Die ASt. hat behauptet, es komme zwischen ihr und dem AGg. immer zu Streitigkeiten um finanzielle Fragen, z.B. in welchem Umfange Kleidung zu bezahlen ist, und um die religiöse Ausbildung, da der AGg. dem Kind das Betreten einer christlichen Kirche unter der Drohung des Kontaktabbruchs verboten habe. Die Umgangskontakte könne sie nicht mit dem AGg. besprechen, sondern nur mit dem Kind oder der Ehefrau des AGg.

Die ASt. hat beantragt, wie erkannt.

Der AGg. hat beantragt, den Antrag zurückzuweisen.

Er hat behauptet, er können mit der ASt. noch kommunizieren. Zudem ändere eine Änderung der e. S. nichts an den Kommunikationsschwierigkeiten.

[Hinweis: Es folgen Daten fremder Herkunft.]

//! Configuration module for Sumi-Indexer
//!
//! Settings come from an optional TOML file, overlaid by `SUMI_*` environment
//! variables, then validated. A missing database path is fatal.
//!
//! # Example
//!
//! ```no_run
//! use sumi_indexer::config::resolve_config;
//! use std::path::Path;
//!
//! let config = resolve_config(Some(Path::new("sumi.toml"))).unwrap();
//! println!("Crawler will use max depth: {}", config.crawler.max_depth);
//! ```

mod parser;
mod types;
mod validation;

pub use types::{Config, CrawlerConfig, DatabaseConfig, UserAgentConfig};

pub use parser::{
    apply_env_overrides, apply_overrides_from, compute_config_hash, load_config,
    load_config_with_hash, resolve_config, ENV_DATABASE_PATH, ENV_MAX_DEPTH,
    ENV_REQUEST_TIMEOUT_SECS,
};
pub use validation::{validate, validate_domain};
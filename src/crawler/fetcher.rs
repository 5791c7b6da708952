//! HTTP fetcher implementation
//!
//! This module handles all HTTP requests for the crawler, including:
//! - Building HTTP clients with the configured user agent and timeout
//! - HTTPS-first requests with a plain HTTP fallback
//! - Page fetches classified into success, HTTP error and network error

use crate::config::UserAgentConfig;
use crate::state::Protocol;
use reqwest::{redirect::Policy, Client, ClientBuilder, Response};
use std::time::Duration;

/// Maximum redirect hops followed for a single request
const MAX_REDIRECTS: usize = 10;

/// Result of a fetch operation
#[derive(Debug)]
pub enum FetchResult {
    /// Successfully fetched the page
    Success {
        /// HTTP status code
        status_code: u16,
        /// Page body content
        body: String,
    },

    /// Server answered with a non-success status
    HttpError {
        /// The HTTP status code
        status_code: u16,
    },

    /// Network error (connection refused, timeout, etc.)
    NetworkError {
        /// Error description
        error: String,
    },
}

/// Builds an HTTP client with proper configuration
///
/// `timeout` bounds every request end to end; there is no retry. Redirects
/// are followed, as domain registration and robots.txt downloads expect.
///
/// # Example
///
/// ```no_run
/// use sumi_indexer::config::UserAgentConfig;
/// use sumi_indexer::crawler::build_http_client;
/// use std::time::Duration;
///
/// let client = build_http_client(&UserAgentConfig::default(), Duration::from_secs(5)).unwrap();
/// ```
pub fn build_http_client(
    config: &UserAgentConfig,
    timeout: Duration,
) -> Result<Client, reqwest::Error> {
    client_builder(config, timeout)
        .redirect(Policy::limited(MAX_REDIRECTS))
        .build()
}

/// Builds the client used for page bodies
///
/// Redirects are never followed: the target would bypass the robots and
/// same-host checks made on the requested path, so a 3xx answer comes back
/// from `fetch_url` as `FetchResult::HttpError`.
pub fn build_page_client(
    config: &UserAgentConfig,
    timeout: Duration,
) -> Result<Client, reqwest::Error> {
    client_builder(config, timeout).redirect(Policy::none()).build()
}

fn client_builder(config: &UserAgentConfig, timeout: Duration) -> ClientBuilder {
    Client::builder()
        .user_agent(config.header_value())
        .timeout(timeout)
        .connect_timeout(timeout)
        .gzip(true)
        .brotli(true)
}

/// Sends a GET for `path` on `domain`, trying HTTPS first and HTTP second
///
/// Any HTTP response counts as reachable, whatever its status. Only a
/// transport failure on both protocols is an error, in which case the HTTP
/// attempt's error is returned.
pub async fn get_with_fallback(
    client: &Client,
    domain: &str,
    path: &str,
) -> Result<(Protocol, Response), reqwest::Error> {
    let https_url = Protocol::Https.url_for(domain, path);
    match client.get(&https_url).send().await {
        Ok(response) => Ok((Protocol::Https, response)),
        Err(e) => {
            tracing::debug!("HTTPS request to {} failed, trying HTTP: {}", https_url, e);
            let http_url = Protocol::Http.url_for(domain, path);
            let response = client.get(&http_url).send().await?;
            Ok((Protocol::Http, response))
        }
    }
}

/// Fetches a page body
///
/// Anything other than a 2xx answer with a readable body is a failure for
/// this page only.
pub async fn fetch_url(client: &Client, url: &str) -> FetchResult {
    match client.get(url).send().await {
        Ok(response) => {
            let status = response.status();

            if !status.is_success() {
                return FetchResult::HttpError {
                    status_code: status.as_u16(),
                };
            }

            match response.text().await {
                Ok(body) => FetchResult::Success {
                    status_code: status.as_u16(),
                    body,
                },
                Err(e) => FetchResult::NetworkError {
                    error: e.to_string(),
                },
            }
        }
        Err(e) => {
            if e.is_timeout() {
                FetchResult::NetworkError {
                    error: "Request timeout".to_string(),
                }
            } else if e.is_connect() {
                FetchResult::NetworkError {
                    error: format!("Connection failed: {}", e),
                }
            } else {
                FetchResult::NetworkError {
                    error: e.to_string(),
                }
            }
        }
    }
}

Das FamG hat in dem angegriffenen Beschluss die e. S. auf die ASt. antragsgemäß übertragen und zur Begründung ausgeführt, die Parteien seien auch auf einer unteren Ebene nicht in der Lage, sich über die Belange des Kindes ohne Streit zu verständigen. Es bestehe auch keine Perspektive, dass sich das Verhältnis der Parteien bessere, wie das Verfahren hinsichtlich der Schule und die Streitereien beim Umgang zeigten. Bei Beibehaltung der gemeinsamen elterlichen Sorge bestehe bei einer zukünftig erforderlichen Einigung der Parteien die Gefahr, da...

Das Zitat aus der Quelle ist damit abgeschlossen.